The book opens as she starts her new job as a crematory operator at a family-owned mortuary, something she moved to San Francisco specifically to do. She learns the tricks of the trade from how to properly shave a dead body to how to make sure the body gets turned in the crematory machine so that the lower half of the body has its chance to burn. The chest, you see, takes the longest to burn as it’s the thickest part of the body. We meet Mike, her boss; Chris, the driver who picks up the bodies; and Bruce, the part-time mortician. It takes a certain kind of person, it seems, to work in the death industry. Doughty manages to not reduce them to caricatures. In fact, in her notes on sources, she mentions that she had the support of her coworkers and didn’t even have to change their names.
Doughty studied medieval history in college, specifically how that era approached death. This proves rich territory and each chapter has some sort of historical nugget that helps move along her point. Smoke Gets in Your Eyes succeeds precisely because she blends the blunt realities of what a body smells like after spending two days in the river with a thoughtful analysis of the culture of death, mixing in historical mores with the current. Doughty questions a great deal about the culture of death beginning with the modern funeral process. For too long, she says, the funeral industry has imbued us with the idea that we must embalm the dead, i.e. make them look like the living. There’s a separation from death in our culture that didn’t exist even a hundred years ago when one might die at home, be washed by a family member, and be buried in a simple box.
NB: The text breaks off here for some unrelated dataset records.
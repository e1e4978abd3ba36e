use std::fs;

use assert_cmd::cargo::cargo_bin_cmd;
use predicates::prelude::*;
use tempfile::tempdir;

fn valid_config_json() -> &'static str {
    r#"
{
  "version": 1,
  "value": "04:30 PM",
  "dial_radius": 80.0,
  "persist": false
}
"#
}

#[test]
fn check_reports_persisted_value() {
    let dir = tempdir().expect("tempdir");
    let config = dir.path().join("timepicker.json");
    fs::write(&config, valid_config_json()).expect("write json");

    let mut cmd = cargo_bin_cmd!("clockpick");
    cmd.arg("--check")
        .arg("--config")
        .arg(config)
        .assert()
        .success()
        .stdout(predicate::str::contains("Canonical value: 04:30 PM"))
        .stdout(predicate::str::contains("24-hour: 16:30"))
        .stdout(predicate::str::contains("Hand rotation: 120 deg"))
        .stdout(predicate::str::contains("Dial radius: 80.0"));
}

#[test]
fn check_without_config_file_uses_default() {
    let dir = tempdir().expect("tempdir");

    let mut cmd = cargo_bin_cmd!("clockpick");
    cmd.arg("--check")
        .arg("--config")
        .arg(dir.path().join("missing.json"))
        .assert()
        .success()
        .stdout(predicate::str::contains("Canonical value: 07:00 AM"))
        .stdout(predicate::str::contains("Hand rotation: 210 deg"));
}

#[test]
fn unparsable_value_falls_back_to_default() {
    let dir = tempdir().expect("tempdir");

    let mut cmd = cargo_bin_cmd!("clockpick");
    cmd.arg("--check")
        .arg("--config")
        .arg(dir.path().join("missing.json"))
        .arg("--value")
        .arg("25:99 AM")
        .assert()
        .success()
        .stdout(predicate::str::contains("Parse: fell back to default"))
        .stdout(predicate::str::contains("Canonical value: 07:00 AM"));
}

#[test]
fn check_marks_selected_marker_geometry() {
    let dir = tempdir().expect("tempdir");

    let mut cmd = cargo_bin_cmd!("clockpick");
    cmd.arg("--check")
        .arg("--config")
        .arg(dir.path().join("missing.json"))
        .arg("--value")
        .arg("3:15 AM")
        .assert()
        .success()
        .stdout(predicate::str::contains("Canonical value: 03:15 AM"))
        .stdout(predicate::str::contains(
            "* 3  angle    0.0  x    70.00  y     0.00",
        ));
}

#[test]
fn malformed_json_fails_with_clear_error() {
    let dir = tempdir().expect("tempdir");
    let config = dir.path().join("timepicker.json");
    fs::write(&config, "{ not-valid-json ").expect("write invalid json");

    let mut cmd = cargo_bin_cmd!("clockpick");
    cmd.arg("--check")
        .arg("--config")
        .arg(config)
        .assert()
        .failure()
        .stderr(predicate::str::contains("invalid JSON"));
}

#[test]
fn non_positive_dial_radius_is_rejected() {
    let dir = tempdir().expect("tempdir");

    let mut cmd = cargo_bin_cmd!("clockpick");
    cmd.arg("--check")
        .arg("--config")
        .arg(dir.path().join("missing.json"))
        .arg("--dial-radius")
        .arg("0")
        .assert()
        .failure()
        .stderr(predicate::str::contains("invalid --dial-radius"));
}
Some people will find this book and its subject matter appalling and the chapter titled ‘Dead Babies’ will be hard going for anyone. But Dought raises excellent points about what has become of our death culture. With the largest segment of population over 85 ever, we’re going to have to face some difficult questions. Luckily for us, Doughty and others like her, have already begun the discussion. One caveat, maybe don’t eat dinner while reading.